| What this task involves |
Look through the data below and return each line where "ListItem" appears.

=== Begin Enclosure ===

//! Form orchestration: state snapshots, mutations, validation and submit

use std::fmt;
use std::sync::Arc;

use super::errors::{ErrorStore, FieldError};
use super::list::{Indices, Mutation, NoopReason, Reorder};
use super::path::FieldPath;
use super::validation::{self, FieldValidation, RuleSet, ValidationResult};
use super::value::{FieldValue, ListItem, ListValue, ValueStore};

/// Event-like object handed to a submit handler
#[cfg_attr(test, mockall::automock)]
pub trait SubmitEvent {
    /// Neutralize whatever the triggering gesture would do by default
    fn prevent_default(&mut self);
}

/// Submit without a triggering event
impl SubmitEvent for () {
    fn prevent_default(&mut self) {}
}

/// Plain submit event that records whether its default was prevented
#[derive(Debug, Clone, Copy, Default, PartialEq, Eq)]
pub struct FormSubmitEvent {
    pub default_prevented: bool,
}

impl SubmitEvent for FormSubmitEvent {
    fn prevent_default(&mut self) {
        self.default_prevented = true;
    }
}

/// Receiver of "state replaced" notifications
#[cfg_attr(test, mockall::automock)]
pub trait StateListener {
    fn state_replaced(&mut self, state: &FormState);
}

impl<F: FnMut(&FormState)> StateListener for F {
    fn state_replaced(&mut self, state: &FormState) {
        self(state)
    }
}

/// Handle returned by [`Form::subscribe`]
#[derive(Debug, Clone, Copy, PartialEq, Eq, Hash)]
pub struct SubscriptionId(u64);

/// Snapshot of the current stores. Compare snapshots with
/// [`FormState::same_as`] to detect replacement.
#[derive(Debug, Clone, PartialEq)]
pub struct FormState {
    pub values: Arc<ValueStore>,
    pub errors: Arc<ErrorStore>,
}

impl FormState {
    /// Identity comparison of both stores
    pub fn same_as(&self, other: &FormState) -> bool {
        Arc::ptr_eq(&self.values, &other.values) && Arc::ptr_eq(&self.errors, &other.errors)
    }
}

/// Construction input
#[derive(Debug, Clone, Default)]
pub struct FormConfig {
    pub initial_values: ValueStore,
    pub initial_errors: ErrorStore,
    pub rules: RuleSet,
}

impl FormConfig {
    pub fn new(initial_values: ValueStore) -> Self {
        Self {
            initial_values,
            ..Default::default()
        }
    }

    pub fn initial_errors<I, P, E>(mut self, errors: I) -> Self
    where
        I: IntoIterator<Item = (P, E)>,
        P: Into<FieldPath>,
        E: Into<FieldError>,
    {
        self.initial_errors = ErrorStore::from_entries_within(&self.initial_values, errors);
        self
    }

    pub fn rules(mut self, rules: RuleSet) -> Self {
        self.rules = rules;
        self
    }
}

/// State of one form instance: values, errors, rules and subscribers
pub struct Form {
    initial_values: Arc<ValueStore>,
    values: Arc<ValueStore>,
    errors: Arc<ErrorStore>,
    rules: RuleSet,
    listeners: Vec<(SubscriptionId, Box<dyn StateListener>)>,
    next_subscription: u64,
}

impl fmt::Debug for Form {
    fn fmt(&self, f: &mut fmt::Formatter<'_>) -> fmt::Result {
        f.debug_struct("Form")
            .field("values", &self.values)
            .field("errors", &self.errors)
            .field("rules", &self.rules)
            .field("listeners", &self.listeners.len())
            .finish_non_exhaustive()
    }
}

impl Form {
    pub fn new(config: FormConfig) -> Self {
        let initial_values = Arc::new(config.initial_values);
        Self {
            values: Arc::clone(&initial_values),
            initial_values,
            // ErrorStore constructors already drop empty errors
            errors: Arc::new(config.initial_errors),
            rules: config.rules,
            listeners: Vec::new(),
            next_subscription: 0,
        }
    }

    pub fn values(&self) -> &Arc<ValueStore> {
        &self.values
    }

    pub fn errors(&self) -> &Arc<ErrorStore> {
        &self.errors
    }

    pub fn initial_values(&self) -> &Arc<ValueStore> {
        &self.initial_values
    }

    pub fn rules(&self) -> &RuleSet {
        &self.rules
    }

    pub fn state(&self) -> FormState {
        FormState {
            values: Arc::clone(&self.values),
            errors: Arc::clone(&self.errors),
        }
    }

    /// Resolve a bare field or list-item subfield
    pub fn field_value(&self, path: &FieldPath) -> Option<&FieldValue> {
        self.values.resolve(path)
    }

    pub fn is_dirty(&self) -> bool {
        self.values != self.initial_values
    }

    pub fn is_field_dirty(&self, field: &str) -> bool {
        self.values.get(field) != self.initial_values.get(field)
    }

    // Subscriptions

    pub fn subscribe(&mut self, listener: impl StateListener + 'static) -> SubscriptionId {
        let id = SubscriptionId(self.next_subscription);
        self.next_subscription += 1;
        self.listeners.push((id, Box::new(listener)));
        id
    }

    /// Returns false when `id` was not subscribed
    pub fn unsubscribe(&mut self, id: SubscriptionId) -> bool {
        let before = self.listeners.len();
        self.listeners.retain(|(existing, _)| *existing != id);
        self.listeners.len() != before
    }

    /// Swap in replacement stores and notify listeners once
    fn commit(&mut self, values: Option<ValueStore>, errors: Option<ErrorStore>) {
        if values.is_none() && errors.is_none() {
            return;
        }
        if let Some(values) = values {
            self.values = Arc::new(values);
        }
        if let Some(errors) = errors {
            self.errors = Arc::new(errors);
        }
        self.notify();
    }

    fn notify(&mut self) {
        let state = self.state();
        tracing::trace!(listeners = self.listeners.len(), "form state replaced");
        for (_, listener) in self.listeners.iter_mut() {
            listener.state_replaced(&state);
        }
    }

    /// Error store without the error at `path`, if there was one
    fn errors_without(&self, path: &FieldPath) -> Option<ErrorStore> {
        let mut errors = (*self.errors).clone();
        errors.remove(path).then_some(errors)
    }

    // Values

    /// Replace the value at `field` and clear that field's error
    pub fn set_field_value(&mut self, field: &str, value: impl Into<FieldValue>) {
        let values = self.values.with_field(field, value.into());
        let errors = self.errors_without(&FieldPath::field(field));
        self.commit(Some(values), errors);
    }

    /// Replace the whole value store
    pub fn set_values(&mut self, values: ValueStore) {
        self.commit(Some(values), None);
    }

    /// Replace the whole value store with one derived from the current one
    pub fn update_values(&mut self, update: impl FnOnce(&ValueStore) -> ValueStore) {
        let values = update(&self.values);
        self.commit(Some(values), None);
    }

    /// Values back to the initial values, errors emptied
    pub fn reset(&mut self) {
        self.values = Arc::clone(&self.initial_values);
        self.errors = Arc::new(ErrorStore::new());
        self.notify();
    }

    // Errors

    /// Set the error at `path`. Item paths must address an existing item.
    pub fn set_field_error(&mut self, path: &FieldPath, error: impl Into<FieldError>) {
        let mut errors = (*self.errors).clone();
        if errors.set_within(&self.values, path, error.into()) {
            self.commit(None, Some(errors));
        }
    }

    pub fn clear_field_error(&mut self, path: &FieldPath) {
        let errors = self.errors_without(path);
        self.commit(None, errors);
    }

    pub fn clear_errors(&mut self) {
        if !self.errors.is_empty() {
            self.commit(None, Some(ErrorStore::new()));
        }
    }

    /// Replace the whole error store
    pub fn set_errors(&mut self, errors: ErrorStore) {
        self.commit(None, Some(errors));
    }

    /// Replace the whole error store with one derived from the current one
    pub fn update_errors(&mut self, update: impl FnOnce(&ErrorStore) -> ErrorStore) {
        let errors = update(&self.errors);
        self.commit(None, Some(errors));
    }

    // List fields

    /// Current list at `field`, or why there is none
    pub(crate) fn list_at(&self, field: &str) -> Result<&ListValue, NoopReason> {
        match self.values.get(field) {
            None => Err(NoopReason::MissingField(field.to_string())),
            Some(value) => value
                .as_list()
                .ok_or_else(|| NoopReason::NotAList(field.to_string())),
        }
    }

    /// Route a list transformation through `set_field_value`
    fn apply_list(
        &mut self,
        field: &str,
        op: &str,
        transform: impl FnOnce(&ListValue) -> Result<ListValue, NoopReason>,
    ) -> Mutation {
        let outcome = self.list_at(field).and_then(transform);
        match outcome {
            Ok(list) => {
                self.set_field_value(field, list);
                Mutation::Applied
            }
            Err(reason) => {
                tracing::debug!(field, op, %reason, "list mutation skipped");
                Mutation::Skipped(reason)
            }
        }
    }

    pub fn set_list_item(&mut self, field: &str, index: usize, item: ListItem) -> Mutation {
        self.apply_list(field, "set", |list| {
            list.with_item(index, item)
                .map_err(|e| out_of_range(field, e.index, e.len))
        })
    }

    pub fn add_list_item(&mut self, field: &str, item: ListItem) -> Mutation {
        self.apply_list(field, "add", |list| Ok(list.with_appended(item)))
    }

    pub fn insert_list_item(&mut self, field: &str, index: usize, item: ListItem) -> Mutation {
        self.apply_list(field, "insert", |list| {
            list.with_inserted(index, item)
                .map_err(|e| out_of_range(field, e.index, e.len))
        })
    }

    pub fn remove_list_item(&mut self, field: &str, indices: impl Into<Indices>) -> Mutation {
        let indices = indices.into();
        self.apply_list(field, "remove", |list| {
            list.without(&indices)
                .ok_or_else(|| NoopReason::NothingToRemove(field.to_string()))
        })
    }

    pub fn reorder_list_item(&mut self, field: &str, reorder: Reorder) -> Mutation {
        self.apply_list(field, "reorder", |list| {
            list.reordered(reorder)
                .map_err(|e| out_of_range(field, e.index, e.len))
        })
    }

    // Validation

    /// Validate every field and replace the error store with the result
    pub fn validate(&mut self) -> ValidationResult {
        let result = validation::validate_all(&self.rules, &self.values);
        self.set_errors(result.errors.clone());
        result
    }

    /// Validate one path; sets or clears only that path's error
    pub fn validate_field(&mut self, path: &FieldPath) -> FieldValidation {
        let result = validation::validate_field(path, &self.rules, &self.values);
        match &result.error {
            Some(error) => self.set_field_error(path, error.clone()),
            None => self.clear_field_error(path),
        }
        result
    }

    /// Wrap `callback` into a submit handler
    pub fn on_submit<F>(&self, callback: F) -> SubmitHandler<F>
    where
        F: FnMut(&ValueStore, &mut dyn SubmitEvent),
    {
        SubmitHandler { callback }
    }
}

fn out_of_range(field: &str, index: usize, len: usize) -> NoopReason {
    NoopReason::IndexOutOfRange {
        field: field.to_string(),
        index,
        len,
    }
}

/// Submit handler produced by [`Form::on_submit`]
pub struct SubmitHandler<F> {
    callback: F,
}

impl<F> SubmitHandler<F>
where
    F: FnMut(&ValueStore, &mut dyn SubmitEvent),
{
    /// Prevent the event default, validate, and call back only when valid
    pub fn handle(&mut self, form: &mut Form, event: &mut dyn SubmitEvent) -> ValidationResult {
        event.prevent_default();
        let result = form.validate();
        if result.has_errors {
            tracing::debug!(
                invalid_fields = result.errors.len(),
                "submit rejected by validation"
            );
        } else {
            let values = Arc::clone(form.values());
            (self.callback)(&values, event);
        }
        result
    }
}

=== End Enclosure ===

| Exercise response |
use super::value::{FieldValue, ListItem, ListValue, ValueStore};
    pub fn set_list_item(&mut self, field: &str, index: usize, item: ListItem) -> Mutation {
    pub fn add_list_item(&mut self, field: &str, item: ListItem) -> Mutation {
    pub fn insert_list_item(&mut self, field: &str, index: usize, item: ListItem) -> Mutation {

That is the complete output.